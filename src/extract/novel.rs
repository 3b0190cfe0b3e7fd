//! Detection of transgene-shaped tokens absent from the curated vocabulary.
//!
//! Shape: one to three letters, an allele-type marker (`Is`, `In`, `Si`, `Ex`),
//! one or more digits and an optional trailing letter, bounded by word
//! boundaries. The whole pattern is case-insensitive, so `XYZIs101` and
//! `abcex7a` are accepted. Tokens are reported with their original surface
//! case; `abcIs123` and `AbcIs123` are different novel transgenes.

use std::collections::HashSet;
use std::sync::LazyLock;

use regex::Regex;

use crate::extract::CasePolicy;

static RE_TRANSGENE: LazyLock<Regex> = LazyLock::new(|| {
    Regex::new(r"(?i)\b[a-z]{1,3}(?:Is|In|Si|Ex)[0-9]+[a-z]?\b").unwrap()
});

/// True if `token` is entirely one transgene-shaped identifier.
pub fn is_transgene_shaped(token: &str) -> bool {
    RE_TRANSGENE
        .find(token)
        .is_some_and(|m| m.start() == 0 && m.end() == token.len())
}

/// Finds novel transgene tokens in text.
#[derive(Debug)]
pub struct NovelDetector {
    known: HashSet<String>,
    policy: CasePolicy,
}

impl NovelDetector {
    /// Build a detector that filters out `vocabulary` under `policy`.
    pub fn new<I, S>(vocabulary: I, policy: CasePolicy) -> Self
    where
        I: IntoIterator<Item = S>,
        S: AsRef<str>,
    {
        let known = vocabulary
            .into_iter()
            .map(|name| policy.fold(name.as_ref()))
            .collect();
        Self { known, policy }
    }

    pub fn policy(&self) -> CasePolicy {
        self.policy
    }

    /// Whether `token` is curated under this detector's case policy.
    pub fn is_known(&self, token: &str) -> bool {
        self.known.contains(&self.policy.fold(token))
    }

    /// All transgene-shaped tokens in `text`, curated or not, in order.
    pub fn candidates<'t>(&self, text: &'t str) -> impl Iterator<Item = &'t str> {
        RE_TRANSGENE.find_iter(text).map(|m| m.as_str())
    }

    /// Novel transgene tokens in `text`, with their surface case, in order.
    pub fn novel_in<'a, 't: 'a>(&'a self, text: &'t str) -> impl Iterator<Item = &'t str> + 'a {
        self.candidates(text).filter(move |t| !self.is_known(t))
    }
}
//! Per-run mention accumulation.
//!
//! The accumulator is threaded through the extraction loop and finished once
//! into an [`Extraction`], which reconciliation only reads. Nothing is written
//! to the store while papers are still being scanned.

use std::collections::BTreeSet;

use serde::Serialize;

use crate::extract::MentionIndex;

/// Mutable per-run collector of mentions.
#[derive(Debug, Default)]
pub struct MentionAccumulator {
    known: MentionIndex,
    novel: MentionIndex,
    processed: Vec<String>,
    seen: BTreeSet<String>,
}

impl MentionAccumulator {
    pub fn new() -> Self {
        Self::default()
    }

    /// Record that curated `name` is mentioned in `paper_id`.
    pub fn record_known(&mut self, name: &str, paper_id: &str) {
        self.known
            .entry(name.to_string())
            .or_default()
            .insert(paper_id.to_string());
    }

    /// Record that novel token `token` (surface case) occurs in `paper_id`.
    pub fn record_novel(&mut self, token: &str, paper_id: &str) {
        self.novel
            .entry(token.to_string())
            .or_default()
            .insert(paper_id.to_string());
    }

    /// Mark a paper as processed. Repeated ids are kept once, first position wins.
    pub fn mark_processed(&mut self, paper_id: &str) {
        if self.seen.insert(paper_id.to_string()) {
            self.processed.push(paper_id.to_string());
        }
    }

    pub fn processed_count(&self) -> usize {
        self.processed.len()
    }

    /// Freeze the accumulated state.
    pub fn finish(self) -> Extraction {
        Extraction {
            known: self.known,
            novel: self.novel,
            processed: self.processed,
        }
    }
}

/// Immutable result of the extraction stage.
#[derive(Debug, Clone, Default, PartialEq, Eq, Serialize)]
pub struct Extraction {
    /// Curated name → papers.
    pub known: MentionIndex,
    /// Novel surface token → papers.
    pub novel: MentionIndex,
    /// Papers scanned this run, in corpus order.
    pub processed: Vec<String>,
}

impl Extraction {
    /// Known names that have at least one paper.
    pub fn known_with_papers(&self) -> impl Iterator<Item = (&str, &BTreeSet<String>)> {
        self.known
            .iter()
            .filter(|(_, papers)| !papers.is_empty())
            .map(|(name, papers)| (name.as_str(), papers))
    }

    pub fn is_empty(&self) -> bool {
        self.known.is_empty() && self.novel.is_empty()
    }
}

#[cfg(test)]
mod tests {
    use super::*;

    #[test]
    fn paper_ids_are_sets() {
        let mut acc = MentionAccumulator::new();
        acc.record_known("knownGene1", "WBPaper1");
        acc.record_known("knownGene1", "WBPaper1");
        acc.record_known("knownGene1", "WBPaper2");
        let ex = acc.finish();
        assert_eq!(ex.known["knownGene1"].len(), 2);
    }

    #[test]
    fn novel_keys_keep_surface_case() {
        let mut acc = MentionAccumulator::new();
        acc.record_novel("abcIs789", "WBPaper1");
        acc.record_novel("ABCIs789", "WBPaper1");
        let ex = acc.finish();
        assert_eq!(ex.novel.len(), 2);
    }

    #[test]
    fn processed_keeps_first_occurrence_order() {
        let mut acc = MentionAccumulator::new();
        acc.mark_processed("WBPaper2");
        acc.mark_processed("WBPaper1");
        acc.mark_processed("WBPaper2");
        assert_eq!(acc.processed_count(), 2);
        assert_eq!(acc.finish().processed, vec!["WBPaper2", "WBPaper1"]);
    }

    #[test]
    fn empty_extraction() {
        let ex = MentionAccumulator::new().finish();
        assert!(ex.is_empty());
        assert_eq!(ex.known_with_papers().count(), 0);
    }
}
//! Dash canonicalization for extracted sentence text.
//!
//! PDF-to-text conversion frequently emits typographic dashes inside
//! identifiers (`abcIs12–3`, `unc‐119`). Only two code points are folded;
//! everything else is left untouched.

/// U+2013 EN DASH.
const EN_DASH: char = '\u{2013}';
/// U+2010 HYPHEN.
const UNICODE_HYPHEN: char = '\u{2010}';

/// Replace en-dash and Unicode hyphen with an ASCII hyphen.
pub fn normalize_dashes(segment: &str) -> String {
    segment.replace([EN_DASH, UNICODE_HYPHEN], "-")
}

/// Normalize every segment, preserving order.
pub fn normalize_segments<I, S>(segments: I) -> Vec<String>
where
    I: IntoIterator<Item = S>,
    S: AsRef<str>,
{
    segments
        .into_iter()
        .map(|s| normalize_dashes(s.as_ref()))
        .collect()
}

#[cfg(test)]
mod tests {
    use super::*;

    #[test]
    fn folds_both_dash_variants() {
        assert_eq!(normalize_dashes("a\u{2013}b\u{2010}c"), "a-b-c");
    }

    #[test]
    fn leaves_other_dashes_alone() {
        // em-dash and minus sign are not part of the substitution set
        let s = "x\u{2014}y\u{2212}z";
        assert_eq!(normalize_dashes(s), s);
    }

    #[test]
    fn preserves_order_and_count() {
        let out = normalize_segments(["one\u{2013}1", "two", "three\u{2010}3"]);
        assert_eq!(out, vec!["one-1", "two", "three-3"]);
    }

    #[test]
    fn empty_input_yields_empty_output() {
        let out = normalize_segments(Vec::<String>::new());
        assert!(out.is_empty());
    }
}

------------

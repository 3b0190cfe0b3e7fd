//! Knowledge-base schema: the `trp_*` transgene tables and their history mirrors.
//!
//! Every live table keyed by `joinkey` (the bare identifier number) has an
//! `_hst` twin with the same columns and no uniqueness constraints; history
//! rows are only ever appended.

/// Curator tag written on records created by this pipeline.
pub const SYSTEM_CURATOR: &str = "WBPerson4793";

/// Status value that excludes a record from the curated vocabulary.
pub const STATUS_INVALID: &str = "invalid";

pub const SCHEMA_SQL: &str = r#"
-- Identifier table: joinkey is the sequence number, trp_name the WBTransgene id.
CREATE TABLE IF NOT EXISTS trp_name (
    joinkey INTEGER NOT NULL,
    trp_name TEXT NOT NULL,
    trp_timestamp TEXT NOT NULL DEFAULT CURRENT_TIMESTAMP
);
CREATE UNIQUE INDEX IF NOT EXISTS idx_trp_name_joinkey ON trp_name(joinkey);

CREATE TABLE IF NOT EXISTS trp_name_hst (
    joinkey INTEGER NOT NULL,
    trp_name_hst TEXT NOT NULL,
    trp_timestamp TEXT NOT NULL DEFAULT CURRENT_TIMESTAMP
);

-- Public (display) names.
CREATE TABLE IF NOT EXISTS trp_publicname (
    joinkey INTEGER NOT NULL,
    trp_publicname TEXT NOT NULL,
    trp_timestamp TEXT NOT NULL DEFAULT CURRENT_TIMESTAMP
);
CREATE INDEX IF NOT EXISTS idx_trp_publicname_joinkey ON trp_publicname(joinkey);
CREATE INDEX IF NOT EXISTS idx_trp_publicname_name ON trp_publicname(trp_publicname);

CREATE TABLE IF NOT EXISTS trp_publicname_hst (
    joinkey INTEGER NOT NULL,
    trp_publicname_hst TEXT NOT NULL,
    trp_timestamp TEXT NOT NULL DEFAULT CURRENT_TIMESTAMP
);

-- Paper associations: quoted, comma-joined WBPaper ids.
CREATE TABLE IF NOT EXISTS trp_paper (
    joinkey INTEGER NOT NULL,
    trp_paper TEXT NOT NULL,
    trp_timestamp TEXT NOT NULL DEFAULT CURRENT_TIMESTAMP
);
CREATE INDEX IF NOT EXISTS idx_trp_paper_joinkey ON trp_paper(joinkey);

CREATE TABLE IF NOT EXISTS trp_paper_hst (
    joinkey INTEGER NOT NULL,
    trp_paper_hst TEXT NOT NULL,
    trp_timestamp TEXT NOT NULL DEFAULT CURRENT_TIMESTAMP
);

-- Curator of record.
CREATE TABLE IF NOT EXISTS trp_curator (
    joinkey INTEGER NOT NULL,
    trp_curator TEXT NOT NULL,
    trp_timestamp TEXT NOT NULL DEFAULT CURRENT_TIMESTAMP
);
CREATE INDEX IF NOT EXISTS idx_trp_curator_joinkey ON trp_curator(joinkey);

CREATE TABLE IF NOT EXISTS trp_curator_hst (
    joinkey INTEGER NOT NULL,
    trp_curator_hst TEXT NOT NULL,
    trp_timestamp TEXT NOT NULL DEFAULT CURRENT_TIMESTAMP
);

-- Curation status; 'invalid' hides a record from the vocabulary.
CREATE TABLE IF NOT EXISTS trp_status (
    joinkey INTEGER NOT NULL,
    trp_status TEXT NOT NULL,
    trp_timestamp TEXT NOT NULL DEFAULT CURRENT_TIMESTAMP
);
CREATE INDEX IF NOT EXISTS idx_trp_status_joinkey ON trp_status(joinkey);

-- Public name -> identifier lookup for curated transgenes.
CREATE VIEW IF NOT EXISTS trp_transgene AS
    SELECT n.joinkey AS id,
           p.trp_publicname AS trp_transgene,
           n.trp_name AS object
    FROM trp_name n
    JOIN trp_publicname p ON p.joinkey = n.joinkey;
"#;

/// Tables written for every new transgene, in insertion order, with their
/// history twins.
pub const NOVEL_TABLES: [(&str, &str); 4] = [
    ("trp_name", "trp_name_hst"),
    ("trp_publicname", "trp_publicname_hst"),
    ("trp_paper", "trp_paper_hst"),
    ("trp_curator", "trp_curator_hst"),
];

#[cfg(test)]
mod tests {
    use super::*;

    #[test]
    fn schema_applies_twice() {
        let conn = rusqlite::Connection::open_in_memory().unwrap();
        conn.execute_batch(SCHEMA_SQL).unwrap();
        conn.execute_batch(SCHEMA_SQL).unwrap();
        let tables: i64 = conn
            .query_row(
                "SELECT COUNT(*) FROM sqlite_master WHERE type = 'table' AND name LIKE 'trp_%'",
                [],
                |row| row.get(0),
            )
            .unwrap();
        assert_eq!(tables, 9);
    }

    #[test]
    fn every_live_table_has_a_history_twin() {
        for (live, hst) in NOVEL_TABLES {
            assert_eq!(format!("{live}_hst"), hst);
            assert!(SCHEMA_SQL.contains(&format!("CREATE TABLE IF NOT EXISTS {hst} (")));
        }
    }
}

------------

◆ WHAT THE TASK REQUIRES ◆
From the entries above, print the lines beginning at the one with "filename src/extract/novel.rs" and stopping after the one with "self.known.contains(&self.policy.fold(token))", exactly as written and with nothing else.

◆ PROBLEM SOLUTION ◆
filename src/extract/novel.rs
repository 3b0190cfe0b3e7fd
//! Detection of transgene-shaped tokens absent from the curated vocabulary.
//!
//! Shape: one to three letters, an allele-type marker (`Is`, `In`, `Si`, `Ex`),
//! one or more digits and an optional trailing letter, bounded by word
//! boundaries. The whole pattern is case-insensitive, so `XYZIs101` and
//! `abcex7a` are accepted. Tokens are reported with their original surface
//! case; `abcIs123` and `AbcIs123` are different novel transgenes.

use std::collections::HashSet;
use std::sync::LazyLock;

use regex::Regex;

use crate::extract::CasePolicy;

static RE_TRANSGENE: LazyLock<Regex> = LazyLock::new(|| {
    Regex::new(r"(?i)\b[a-z]{1,3}(?:Is|In|Si|Ex)[0-9]+[a-z]?\b").unwrap()
});

/// True if `token` is entirely one transgene-shaped identifier.
pub fn is_transgene_shaped(token: &str) -> bool {
    RE_TRANSGENE
        .find(token)
        .is_some_and(|m| m.start() == 0 && m.end() == token.len())
}

/// Finds novel transgene tokens in text.
#[derive(Debug)]
pub struct NovelDetector {
    known: HashSet<String>,
    policy: CasePolicy,
}

impl NovelDetector {
    /// Build a detector that filters out `vocabulary` under `policy`.
    pub fn new<I, S>(vocabulary: I, policy: CasePolicy) -> Self
    where
        I: IntoIterator<Item = S>,
        S: AsRef<str>,
    {
        let known = vocabulary
            .into_iter()
            .map(|name| policy.fold(name.as_ref()))
            .collect();
        Self { known, policy }
    }

    pub fn policy(&self) -> CasePolicy {
        self.policy
    }

    /// Whether `token` is curated under this detector's case policy.
    pub fn is_known(&self, token: &str) -> bool {
        self.known.contains(&self.policy.fold(token))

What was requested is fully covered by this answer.